Immobilier : la dégradation s’accélère

Les études sur le marché immobilier s'enchainent et apportent avec elles leur petite touche de morosité. Le dernier Observatoire Crédit Logement / CSA (1) n'échappe pas à la règle. Comme la majorité des notes publiées récemment, il témoigne d'indicateurs qui se déteriorent et qui pourraient très bientôt tourner au rouge écarlate.
La production de crédit s’écroule
C’est un point de divergence profond entre la Banque de France (BDF) et les professionnels du financement immobilier, courtiers en tête. Ces derniers ne cessent de vilipender l’institution pour sa méthode de calcul de la production de crédits, jugée en décalage avec le marché. A en croire la BDF, la production de crédit se porte au mieux et serait toujours très dynamique. Les courtiers, eux, ont une autre version, dans laquelle ils disent voir exploser les refus de financement de dossiers. L’Observatoire Crédit Logement / CSA se range plutôt de leur côté.
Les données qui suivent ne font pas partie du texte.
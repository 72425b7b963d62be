//! Axis-aware collision between the actor and the static surfaces.
//!
//! A step runs in two phases. [`classify`] tests the tentative rectangle
//! (position + velocity) against every surface, picks the active floor and
//! ceiling, collects every touched wall and zeroes the blocked velocity
//! axes. [`resolve`] then walks an ordered decision list over that contact
//! set and snaps the rectangle out of the surfaces it penetrates.
//!
//! Ledge and corner cases only look at the first one or two recorded walls;
//! further walls in the list are ignored.

use crate::geometry::{Rect, Surface, SurfaceType};

/// Width and height of the actor.
pub const ACTOR_SIZE: f32 = 50.0;

/// Surfaces touched by the tentative rectangle during one step.
#[derive(Debug, Clone, Default, PartialEq)]
pub struct ContactSet<'a> {
    /// Touched floor with the largest Y.
    pub floor: Option<&'a Surface>,
    /// Touched ceiling with the smallest Y.
    pub ceiling: Option<&'a Surface>,
    /// Every touched wall, in surface order.
    pub walls: Vec<&'a Surface>,
}

impl ContactSet<'_> {
    pub fn touching_floor(&self) -> bool {
        self.floor.is_some()
    }

    pub fn touching_ceiling(&self) -> bool {
        self.ceiling.is_some()
    }

    pub fn touching_wall(&self) -> bool {
        !self.walls.is_empty()
    }

    /// Number of surface types touched (0..=3).
    pub fn active_types(&self) -> usize {
        [self.touching_floor(), self.touching_ceiling(), self.touching_wall()]
            .into_iter()
            .filter(|&t| t)
            .count()
    }
}

/// Which branch of the decision list produced the corrected rectangle.
#[derive(Debug, Clone, Copy, PartialEq, Eq)]
pub enum Resolution {
    /// Nothing touched.
    Unobstructed,
    /// One surface type touched; every touched surface snapped in turn.
    SingleSurface,
    /// Floor plus two same-side walls.
    FloorLedge,
    /// Ceiling plus two same-side walls.
    CeilingLedge,
    /// Floor with a wall rising beside the actor on the far side of the floor's center.
    FloorEdge,
    /// Ceiling with a wall hanging beside the actor on the far side of the ceiling's center.
    CeilingEdge,
    /// Floor/wall corner; the deeper penetration decides.
    FloorCorner,
    /// Ceiling/wall corner; the deeper penetration decides.
    CeilingCorner,
    /// Contacts matched no branch (floor and ceiling without walls).
    Unresolved,
}

/// Outcome of one collision step.
#[derive(Debug, Clone, Copy, PartialEq)]
pub struct Step {
    /// Corrected actor rectangle.
    pub rect: Rect,
    /// Velocity with blocked axes zeroed.
    pub velocity: [f32; 2],
    pub resolution: Resolution,
}

#[inline]
pub fn tentative_rect(position: [f32; 2], velocity: [f32; 2]) -> Rect {
    Rect::new(
        position[0] + velocity[0],
        position[1] + velocity[1],
        ACTOR_SIZE,
        ACTOR_SIZE,
    )
}

/// Collects the surfaces overlapping `tentative` and zeroes the velocity
/// axis each of them blocks.
pub fn classify<'a>(
    tentative: &Rect,
    velocity: &mut [f32; 2],
    surfaces: &'a [Surface],
) -> ContactSet<'a> {
    let mut contacts = ContactSet::default();

    for surface in surfaces.iter().filter(|s| tentative.overlaps(&s.rect)) {
        match surface.kind {
            SurfaceType::Ceiling => {
                if contacts
                    .ceiling
                    .is_none_or(|current| current.rect.y > surface.rect.y)
                {
                    velocity[1] = 0.0;
                    contacts.ceiling = Some(surface);
                }
            }
            SurfaceType::Floor => {
                if contacts
                    .floor
                    .is_none_or(|current| current.rect.y < surface.rect.y)
                {
                    velocity[1] = 0.0;
                    contacts.floor = Some(surface);
                }
            }
            SurfaceType::LeftWall | SurfaceType::RightWall => {
                velocity[0] = 0.0;
                contacts.walls.push(surface);
            }
        }
    }

    contacts
}

/// Moves `rect` out of the surfaces in `contacts`. First matching branch wins.
pub fn resolve(mut rect: Rect, contacts: &ContactSet) -> (Rect, Resolution) {
    let walls = &contacts.walls;

    let resolution = match contacts.active_types() {
        0 => Resolution::Unobstructed,
        1 => {
            snap_all(&mut rect, contacts);
            Resolution::SingleSurface
        }
        _ => resolve_multi(&mut rect, contacts, walls),
    };

    (rect, resolution)
}

fn resolve_multi(rect: &mut Rect, contacts: &ContactSet, walls: &[&Surface]) -> Resolution {
    if let Some(floor) = contacts.floor {
        if let Some((a, b)) = same_side_pair(walls) {
            snap_to_wall(rect, farthest_wall(a, b));
            rect.set_bottom(floor.rect.top());
            return Resolution::FloorLedge;
        }
    }

    if let Some(ceiling) = contacts.ceiling {
        if let Some((a, b)) = same_side_pair(walls) {
            snap_to_wall(rect, farthest_wall(a, b));
            rect.set_top(ceiling.rect.bottom());
            return Resolution::CeilingLedge;
        }
    }

    if let Some(floor) = contacts.floor {
        if wall_beside(rect, floor, walls) {
            snap_all(rect, contacts);
            return Resolution::FloorEdge;
        }
    }

    if let Some(ceiling) = contacts.ceiling {
        if wall_beside(rect, ceiling, walls) {
            snap_all(rect, contacts);
            return Resolution::CeilingEdge;
        }
    }

    if let (Some(floor), Some(wall)) = (contacts.floor, walls.first()) {
        let vertical = rect.bottom() - floor.rect.top();
        if vertical > wall_penetration(rect, wall) {
            snap_to_wall(rect, wall);
        } else {
            rect.set_bottom(floor.rect.top());
        }
        return Resolution::FloorCorner;
    }

    if let (Some(ceiling), Some(wall)) = (contacts.ceiling, walls.first()) {
        let vertical = ceiling.rect.bottom() - rect.top();
        if vertical > wall_penetration(rect, wall) {
            snap_to_wall(rect, wall);
        } else {
            rect.set_top(ceiling.rect.bottom());
        }
        return Resolution::CeilingCorner;
    }

    Resolution::Unresolved
}

/// Snaps every active contact. Walls go in list order, so with several
/// walls of one side the last one processed wins.
fn snap_all(rect: &mut Rect, contacts: &ContactSet) {
    if let Some(floor) = contacts.floor {
        rect.set_bottom(floor.rect.top());
    }
    if let Some(ceiling) = contacts.ceiling {
        rect.set_top(ceiling.rect.bottom());
    }
    for wall in &contacts.walls {
        snap_to_wall(rect, wall);
    }
}

fn snap_to_wall(rect: &mut Rect, wall: &Surface) {
    match wall.kind {
        SurfaceType::LeftWall => rect.set_right(wall.rect.left()),
        SurfaceType::RightWall => rect.set_left(wall.rect.right()),
        SurfaceType::Floor | SurfaceType::Ceiling => {}
    }
}

/// How far `rect` has pushed through the blocking face of `wall`.
fn wall_penetration(rect: &Rect, wall: &Surface) -> f32 {
    match wall.kind {
        SurfaceType::LeftWall => rect.right() - wall.rect.left(),
        _ => wall.rect.right() - rect.left(),
    }
}

fn same_side_pair<'s, 'a>(walls: &'s [&'a Surface]) -> Option<(&'a Surface, &'a Surface)> {
    match walls {
        [a, b, ..] if a.kind == b.kind => Some((*a, *b)),
        _ => None,
    }
}

/// The wall reaching furthest in its blocking direction: larger left edge
/// for left-walls, smaller right edge for right-walls.
fn farthest_wall<'a>(a: &'a Surface, b: &'a Surface) -> &'a Surface {
    let a_wins = match a.kind {
        SurfaceType::LeftWall => a.rect.left() > b.rect.left(),
        _ => a.rect.right() < b.rect.right(),
    };
    if a_wins { a } else { b }
}

/// True when the first wall sits on the side of `surface` the actor has moved past.
fn wall_beside(rect: &Rect, surface: &Surface, walls: &[&Surface]) -> bool {
    let Some(first) = walls.first() else {
        return false;
    };
    let cx = rect.center_x();
    let mid = surface.rect.center_x();
    (cx > mid && first.kind == SurfaceType::LeftWall)
        || (cx < mid && first.kind == SurfaceType::RightWall)
}

/// Runs one collision step for an actor at `position` moving by `velocity`.
pub fn check_collisions(position: [f32; 2], velocity: [f32; 2], surfaces: &[Surface]) -> Step {
    let tentative = tentative_rect(position, velocity);
    let mut velocity = velocity;
    let contacts = classify(&tentative, &mut velocity, surfaces);
    let (rect, resolution) = resolve(tentative, &contacts);

    if resolution != Resolution::Unobstructed {
        log::trace!(
            "collision {:?}: floor={} ceiling={} walls={} -> ({:.1}, {:.1})",
            resolution,
            contacts.touching_floor(),
            contacts.touching_ceiling(),
            contacts.walls.len(),
            rect.x,
            rect.y
        );
    }

    Step {
        rect,
        velocity,
        resolution,
    }
}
«Dans le contexte d’une stricte application des recommandations du HCSF et d’une détérioration du pouvoir d’achat, le nombre de prêts accordés s’est affaibli dès le début de l’année 2022», écrivent ses auteurs. La guerre en Ukraine en a ajouté une couche et accru la pression inflationniste, alors que le moral des Français commençait à décliner. Un «choc supplémentaire sur la demande de crédits» qui a «transformé le ralentissement du début d’année en dégradation du marché».
Source : Observatoire Crédit Logement / CSA
Les taux s’emballent
Au premier trimestre 2022, les banques affichaient des taux d’intérêt de leurs crédits immobiliers de 1,40% en moyenne, toutes durées confondues. Une moyenne qui dissimule l’accélération de la remontée. Alors que les taux n’ont augmenté que de 4 points de base (pdb) durant les deux premiers mois de l’année, ils se sont emballés sur les quatre derniers mois, bondissant de 42 pdb.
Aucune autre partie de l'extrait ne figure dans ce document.